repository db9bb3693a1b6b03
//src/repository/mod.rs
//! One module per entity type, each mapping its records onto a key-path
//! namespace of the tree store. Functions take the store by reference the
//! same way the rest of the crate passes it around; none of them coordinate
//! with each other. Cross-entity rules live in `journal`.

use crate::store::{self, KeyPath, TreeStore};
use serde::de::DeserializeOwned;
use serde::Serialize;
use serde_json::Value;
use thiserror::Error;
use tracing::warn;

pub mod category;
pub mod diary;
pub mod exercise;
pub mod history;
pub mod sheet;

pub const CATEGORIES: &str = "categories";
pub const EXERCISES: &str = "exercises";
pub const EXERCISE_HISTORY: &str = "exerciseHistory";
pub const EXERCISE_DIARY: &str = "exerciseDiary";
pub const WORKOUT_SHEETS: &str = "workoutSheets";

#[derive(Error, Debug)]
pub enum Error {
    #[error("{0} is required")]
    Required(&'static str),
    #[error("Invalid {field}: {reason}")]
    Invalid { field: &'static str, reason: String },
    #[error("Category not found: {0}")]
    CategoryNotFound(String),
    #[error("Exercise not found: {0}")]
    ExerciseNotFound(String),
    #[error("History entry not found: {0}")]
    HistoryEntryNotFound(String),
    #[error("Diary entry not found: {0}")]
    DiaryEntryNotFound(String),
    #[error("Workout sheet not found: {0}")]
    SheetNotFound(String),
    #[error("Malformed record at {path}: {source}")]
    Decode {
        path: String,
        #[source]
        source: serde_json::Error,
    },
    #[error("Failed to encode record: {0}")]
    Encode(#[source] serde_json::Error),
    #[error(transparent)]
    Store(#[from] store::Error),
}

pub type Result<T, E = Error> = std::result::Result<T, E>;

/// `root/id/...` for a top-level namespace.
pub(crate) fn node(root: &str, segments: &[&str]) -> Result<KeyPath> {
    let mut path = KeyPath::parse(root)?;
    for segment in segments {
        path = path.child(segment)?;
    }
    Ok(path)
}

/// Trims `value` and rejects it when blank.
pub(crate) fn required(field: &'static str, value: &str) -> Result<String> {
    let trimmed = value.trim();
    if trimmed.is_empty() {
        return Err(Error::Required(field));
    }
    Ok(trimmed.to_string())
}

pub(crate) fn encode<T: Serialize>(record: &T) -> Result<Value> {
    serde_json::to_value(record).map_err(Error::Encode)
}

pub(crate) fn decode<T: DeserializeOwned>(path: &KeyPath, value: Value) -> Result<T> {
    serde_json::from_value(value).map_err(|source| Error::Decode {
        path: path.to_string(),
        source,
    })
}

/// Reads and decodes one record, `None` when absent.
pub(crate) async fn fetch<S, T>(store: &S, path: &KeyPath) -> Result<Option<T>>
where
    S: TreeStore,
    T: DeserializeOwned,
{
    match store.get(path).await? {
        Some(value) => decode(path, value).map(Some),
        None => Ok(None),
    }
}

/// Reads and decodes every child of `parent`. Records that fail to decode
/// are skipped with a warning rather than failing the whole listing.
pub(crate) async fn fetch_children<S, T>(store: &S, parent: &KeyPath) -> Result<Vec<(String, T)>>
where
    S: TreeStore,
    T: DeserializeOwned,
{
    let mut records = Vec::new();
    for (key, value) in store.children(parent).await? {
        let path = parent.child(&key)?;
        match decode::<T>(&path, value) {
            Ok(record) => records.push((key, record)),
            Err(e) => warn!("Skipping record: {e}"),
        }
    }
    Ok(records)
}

□ □ □ □ □ □ □

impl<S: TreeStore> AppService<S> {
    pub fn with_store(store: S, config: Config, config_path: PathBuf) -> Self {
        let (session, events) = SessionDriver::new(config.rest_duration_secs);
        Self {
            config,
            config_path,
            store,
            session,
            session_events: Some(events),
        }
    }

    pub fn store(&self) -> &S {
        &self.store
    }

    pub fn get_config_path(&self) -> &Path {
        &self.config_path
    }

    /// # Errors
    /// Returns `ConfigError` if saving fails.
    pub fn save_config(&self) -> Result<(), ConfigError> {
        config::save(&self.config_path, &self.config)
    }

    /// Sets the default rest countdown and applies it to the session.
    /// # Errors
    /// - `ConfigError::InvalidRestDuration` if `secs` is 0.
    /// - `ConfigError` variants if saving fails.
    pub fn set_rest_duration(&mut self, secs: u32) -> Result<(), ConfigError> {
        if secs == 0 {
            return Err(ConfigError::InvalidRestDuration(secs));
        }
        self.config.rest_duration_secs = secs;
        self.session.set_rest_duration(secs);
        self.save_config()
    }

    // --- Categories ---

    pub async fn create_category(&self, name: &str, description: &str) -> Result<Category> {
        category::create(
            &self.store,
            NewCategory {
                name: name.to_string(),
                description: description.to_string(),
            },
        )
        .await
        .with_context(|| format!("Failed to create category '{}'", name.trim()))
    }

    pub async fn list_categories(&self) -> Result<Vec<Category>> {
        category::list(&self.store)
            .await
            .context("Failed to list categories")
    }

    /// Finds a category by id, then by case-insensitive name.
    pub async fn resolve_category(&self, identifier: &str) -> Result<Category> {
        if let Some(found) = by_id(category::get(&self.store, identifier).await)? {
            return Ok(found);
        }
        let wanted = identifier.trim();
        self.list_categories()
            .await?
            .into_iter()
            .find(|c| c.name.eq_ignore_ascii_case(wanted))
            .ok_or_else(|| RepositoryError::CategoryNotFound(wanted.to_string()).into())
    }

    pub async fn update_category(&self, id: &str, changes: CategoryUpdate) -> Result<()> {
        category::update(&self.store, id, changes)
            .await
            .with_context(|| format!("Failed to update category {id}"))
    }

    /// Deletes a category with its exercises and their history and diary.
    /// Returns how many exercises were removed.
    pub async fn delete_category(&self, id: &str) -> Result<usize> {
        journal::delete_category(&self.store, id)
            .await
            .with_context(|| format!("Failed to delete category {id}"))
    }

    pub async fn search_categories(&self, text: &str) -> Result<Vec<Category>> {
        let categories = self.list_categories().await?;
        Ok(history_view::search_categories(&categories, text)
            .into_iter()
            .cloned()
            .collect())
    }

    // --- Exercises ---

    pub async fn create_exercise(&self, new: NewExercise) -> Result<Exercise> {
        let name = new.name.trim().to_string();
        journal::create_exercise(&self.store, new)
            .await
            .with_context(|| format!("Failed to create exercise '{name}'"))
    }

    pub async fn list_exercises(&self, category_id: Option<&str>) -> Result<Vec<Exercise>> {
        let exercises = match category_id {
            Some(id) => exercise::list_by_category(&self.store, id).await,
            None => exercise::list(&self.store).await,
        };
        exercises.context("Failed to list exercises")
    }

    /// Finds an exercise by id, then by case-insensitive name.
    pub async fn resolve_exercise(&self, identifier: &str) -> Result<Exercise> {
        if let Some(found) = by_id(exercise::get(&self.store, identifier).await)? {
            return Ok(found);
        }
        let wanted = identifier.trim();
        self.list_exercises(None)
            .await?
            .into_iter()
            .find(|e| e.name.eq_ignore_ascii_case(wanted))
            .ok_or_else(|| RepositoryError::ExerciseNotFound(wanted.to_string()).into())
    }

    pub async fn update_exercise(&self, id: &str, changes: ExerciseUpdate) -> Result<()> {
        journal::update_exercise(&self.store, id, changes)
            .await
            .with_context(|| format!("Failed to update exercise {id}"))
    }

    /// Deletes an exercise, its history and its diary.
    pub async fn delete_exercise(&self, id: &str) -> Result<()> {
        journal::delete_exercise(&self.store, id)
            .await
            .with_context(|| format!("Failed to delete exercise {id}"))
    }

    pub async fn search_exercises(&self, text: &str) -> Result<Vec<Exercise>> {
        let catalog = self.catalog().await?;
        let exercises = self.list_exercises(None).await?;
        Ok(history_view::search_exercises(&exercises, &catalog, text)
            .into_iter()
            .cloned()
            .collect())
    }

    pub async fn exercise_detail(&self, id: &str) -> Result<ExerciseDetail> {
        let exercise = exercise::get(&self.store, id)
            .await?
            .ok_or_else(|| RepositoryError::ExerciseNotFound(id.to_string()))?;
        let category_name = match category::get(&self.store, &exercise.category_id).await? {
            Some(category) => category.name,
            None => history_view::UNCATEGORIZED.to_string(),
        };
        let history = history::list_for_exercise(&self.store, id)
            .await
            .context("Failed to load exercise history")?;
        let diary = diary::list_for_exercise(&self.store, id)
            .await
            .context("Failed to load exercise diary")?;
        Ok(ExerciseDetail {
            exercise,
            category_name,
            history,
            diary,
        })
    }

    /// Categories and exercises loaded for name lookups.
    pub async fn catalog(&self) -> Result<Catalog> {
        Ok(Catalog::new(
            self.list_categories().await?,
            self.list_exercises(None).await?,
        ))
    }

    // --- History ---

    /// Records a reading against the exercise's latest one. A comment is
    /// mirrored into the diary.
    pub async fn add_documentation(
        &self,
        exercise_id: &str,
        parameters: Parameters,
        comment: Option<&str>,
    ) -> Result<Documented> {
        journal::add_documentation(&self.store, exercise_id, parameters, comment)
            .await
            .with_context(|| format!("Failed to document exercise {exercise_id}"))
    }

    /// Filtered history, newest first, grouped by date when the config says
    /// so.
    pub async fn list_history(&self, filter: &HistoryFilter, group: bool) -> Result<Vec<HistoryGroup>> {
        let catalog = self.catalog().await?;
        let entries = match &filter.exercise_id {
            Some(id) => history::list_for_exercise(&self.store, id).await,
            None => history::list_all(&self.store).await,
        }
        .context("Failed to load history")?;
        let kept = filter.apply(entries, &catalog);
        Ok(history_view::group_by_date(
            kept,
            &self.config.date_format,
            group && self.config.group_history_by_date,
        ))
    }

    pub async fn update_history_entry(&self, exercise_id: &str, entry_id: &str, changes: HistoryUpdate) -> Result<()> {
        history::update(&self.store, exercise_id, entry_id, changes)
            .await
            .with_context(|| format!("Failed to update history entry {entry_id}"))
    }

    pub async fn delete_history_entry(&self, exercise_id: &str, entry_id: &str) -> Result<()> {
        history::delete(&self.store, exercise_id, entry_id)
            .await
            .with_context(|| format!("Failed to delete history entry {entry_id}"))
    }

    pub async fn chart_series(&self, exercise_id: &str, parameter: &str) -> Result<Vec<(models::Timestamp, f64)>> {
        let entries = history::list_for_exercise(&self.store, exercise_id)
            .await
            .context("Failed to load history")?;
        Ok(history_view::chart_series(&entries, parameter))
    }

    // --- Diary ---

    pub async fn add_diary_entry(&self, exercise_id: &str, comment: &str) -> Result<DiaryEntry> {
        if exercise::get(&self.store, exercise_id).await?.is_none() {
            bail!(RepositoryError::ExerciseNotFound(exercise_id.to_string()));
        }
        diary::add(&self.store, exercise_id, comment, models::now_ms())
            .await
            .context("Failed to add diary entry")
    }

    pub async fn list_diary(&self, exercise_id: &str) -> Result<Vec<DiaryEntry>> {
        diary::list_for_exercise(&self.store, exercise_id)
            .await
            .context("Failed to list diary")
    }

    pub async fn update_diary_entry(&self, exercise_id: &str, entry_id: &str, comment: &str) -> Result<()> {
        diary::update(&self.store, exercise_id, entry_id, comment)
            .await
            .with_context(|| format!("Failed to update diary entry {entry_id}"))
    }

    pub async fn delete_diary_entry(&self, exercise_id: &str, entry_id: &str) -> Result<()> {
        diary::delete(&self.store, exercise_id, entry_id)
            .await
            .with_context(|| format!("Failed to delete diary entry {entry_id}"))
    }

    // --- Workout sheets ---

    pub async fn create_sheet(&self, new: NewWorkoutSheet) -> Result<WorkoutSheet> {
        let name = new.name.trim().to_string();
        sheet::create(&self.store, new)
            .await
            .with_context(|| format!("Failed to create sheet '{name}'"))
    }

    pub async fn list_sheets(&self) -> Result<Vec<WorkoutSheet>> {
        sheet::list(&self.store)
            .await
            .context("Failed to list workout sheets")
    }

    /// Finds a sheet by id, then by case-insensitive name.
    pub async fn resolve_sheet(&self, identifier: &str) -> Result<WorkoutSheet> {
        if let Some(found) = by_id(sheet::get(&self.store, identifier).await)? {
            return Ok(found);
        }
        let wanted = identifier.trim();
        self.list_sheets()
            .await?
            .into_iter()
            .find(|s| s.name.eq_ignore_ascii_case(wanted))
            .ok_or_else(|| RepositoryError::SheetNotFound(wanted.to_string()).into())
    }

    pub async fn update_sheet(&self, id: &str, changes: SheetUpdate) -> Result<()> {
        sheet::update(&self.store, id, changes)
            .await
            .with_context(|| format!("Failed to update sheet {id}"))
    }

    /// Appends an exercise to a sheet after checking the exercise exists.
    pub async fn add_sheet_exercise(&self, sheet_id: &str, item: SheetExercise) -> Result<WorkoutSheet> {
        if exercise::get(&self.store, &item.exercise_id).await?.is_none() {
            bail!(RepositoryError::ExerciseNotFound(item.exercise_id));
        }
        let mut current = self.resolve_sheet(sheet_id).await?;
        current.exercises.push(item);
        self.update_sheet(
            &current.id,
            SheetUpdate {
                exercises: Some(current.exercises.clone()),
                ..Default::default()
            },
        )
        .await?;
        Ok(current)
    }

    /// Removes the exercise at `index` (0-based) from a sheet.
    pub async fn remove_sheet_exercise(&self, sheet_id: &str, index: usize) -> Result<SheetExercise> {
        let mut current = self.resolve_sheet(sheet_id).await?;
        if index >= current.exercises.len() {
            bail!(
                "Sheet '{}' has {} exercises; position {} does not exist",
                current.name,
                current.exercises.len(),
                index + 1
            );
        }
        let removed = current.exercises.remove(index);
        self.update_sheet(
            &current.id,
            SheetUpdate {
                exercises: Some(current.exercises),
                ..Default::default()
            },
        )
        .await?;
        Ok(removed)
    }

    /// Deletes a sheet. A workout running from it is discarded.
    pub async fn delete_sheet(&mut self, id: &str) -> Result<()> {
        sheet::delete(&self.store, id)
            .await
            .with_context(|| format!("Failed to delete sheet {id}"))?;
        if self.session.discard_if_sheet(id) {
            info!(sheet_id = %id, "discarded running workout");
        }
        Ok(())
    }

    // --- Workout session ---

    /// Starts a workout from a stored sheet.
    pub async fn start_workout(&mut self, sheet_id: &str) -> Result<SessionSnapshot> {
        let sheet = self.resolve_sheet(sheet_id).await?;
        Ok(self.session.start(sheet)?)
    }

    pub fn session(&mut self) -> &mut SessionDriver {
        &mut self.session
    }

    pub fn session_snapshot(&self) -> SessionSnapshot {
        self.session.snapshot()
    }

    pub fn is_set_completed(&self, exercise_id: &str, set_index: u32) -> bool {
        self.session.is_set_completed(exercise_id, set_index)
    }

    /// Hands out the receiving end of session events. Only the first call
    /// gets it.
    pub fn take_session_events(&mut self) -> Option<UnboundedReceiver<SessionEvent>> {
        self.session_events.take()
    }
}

□ □ □ □ □ □ □

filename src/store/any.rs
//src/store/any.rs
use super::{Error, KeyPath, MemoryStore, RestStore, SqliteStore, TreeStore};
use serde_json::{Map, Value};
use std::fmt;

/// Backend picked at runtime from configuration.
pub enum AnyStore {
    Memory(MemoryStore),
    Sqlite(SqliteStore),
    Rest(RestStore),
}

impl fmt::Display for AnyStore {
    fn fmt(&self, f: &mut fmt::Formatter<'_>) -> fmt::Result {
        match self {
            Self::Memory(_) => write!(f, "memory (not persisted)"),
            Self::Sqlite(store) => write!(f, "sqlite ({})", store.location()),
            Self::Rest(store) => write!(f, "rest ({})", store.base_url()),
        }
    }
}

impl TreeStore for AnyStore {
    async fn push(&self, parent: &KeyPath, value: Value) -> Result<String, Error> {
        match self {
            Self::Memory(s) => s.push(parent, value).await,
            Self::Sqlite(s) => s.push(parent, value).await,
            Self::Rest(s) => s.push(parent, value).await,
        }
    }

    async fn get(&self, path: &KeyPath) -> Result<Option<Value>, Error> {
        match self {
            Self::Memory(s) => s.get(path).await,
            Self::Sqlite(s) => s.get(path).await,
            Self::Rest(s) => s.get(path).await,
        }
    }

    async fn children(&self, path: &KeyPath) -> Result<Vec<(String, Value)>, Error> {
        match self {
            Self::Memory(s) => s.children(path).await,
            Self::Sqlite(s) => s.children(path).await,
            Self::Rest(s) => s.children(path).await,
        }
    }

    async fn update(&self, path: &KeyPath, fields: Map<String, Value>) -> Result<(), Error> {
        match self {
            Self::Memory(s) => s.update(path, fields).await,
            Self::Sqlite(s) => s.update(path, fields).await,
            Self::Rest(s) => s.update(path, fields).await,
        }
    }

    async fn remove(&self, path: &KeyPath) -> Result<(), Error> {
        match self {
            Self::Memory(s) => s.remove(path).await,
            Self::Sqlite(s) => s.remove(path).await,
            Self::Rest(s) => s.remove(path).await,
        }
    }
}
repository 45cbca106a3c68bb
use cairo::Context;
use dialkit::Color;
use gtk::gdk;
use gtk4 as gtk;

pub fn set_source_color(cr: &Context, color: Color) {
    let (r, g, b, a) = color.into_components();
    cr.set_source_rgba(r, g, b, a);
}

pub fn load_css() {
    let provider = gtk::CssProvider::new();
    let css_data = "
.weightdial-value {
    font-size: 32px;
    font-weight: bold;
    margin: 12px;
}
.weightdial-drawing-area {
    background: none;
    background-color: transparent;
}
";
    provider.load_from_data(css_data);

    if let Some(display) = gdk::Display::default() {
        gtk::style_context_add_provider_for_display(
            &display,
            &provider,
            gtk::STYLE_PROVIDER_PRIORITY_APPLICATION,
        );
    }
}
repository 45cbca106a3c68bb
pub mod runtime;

□ □ □ □ □ □ □

→ Problem to work on: Reproduce the lines of the entries above from the one with "impl<S: TreeStore> AppService<S>" to the one with "category::list(&self.store)", both included, exactly and without any other line.

→ Solution for this task:
impl<S: TreeStore> AppService<S> {
    pub fn with_store(store: S, config: Config, config_path: PathBuf) -> Self {
        let (session, events) = SessionDriver::new(config.rest_duration_secs);
        Self {
            config,
            config_path,
            store,
            session,
            session_events: Some(events),
        }
    }

    pub fn store(&self) -> &S {
        &self.store
    }

    pub fn get_config_path(&self) -> &Path {
        &self.config_path
    }

    /// # Errors
    /// Returns `ConfigError` if saving fails.
    pub fn save_config(&self) -> Result<(), ConfigError> {
        config::save(&self.config_path, &self.config)
    }

    /// Sets the default rest countdown and applies it to the session.
    /// # Errors
    /// - `ConfigError::InvalidRestDuration` if `secs` is 0.
    /// - `ConfigError` variants if saving fails.
    pub fn set_rest_duration(&mut self, secs: u32) -> Result<(), ConfigError> {
        if secs == 0 {
            return Err(ConfigError::InvalidRestDuration(secs));
        }
        self.config.rest_duration_secs = secs;
        self.session.set_rest_duration(secs);
        self.save_config()
    }

    // --- Categories ---

    pub async fn create_category(&self, name: &str, description: &str) -> Result<Category> {
        category::create(
            &self.store,
            NewCategory {
                name: name.to_string(),
                description: description.to_string(),
            },
        )
        .await
        .with_context(|| format!("Failed to create category '{}'", name.trim()))
    }

    pub async fn list_categories(&self) -> Result<Vec<Category>> {
        category::list(&self.store)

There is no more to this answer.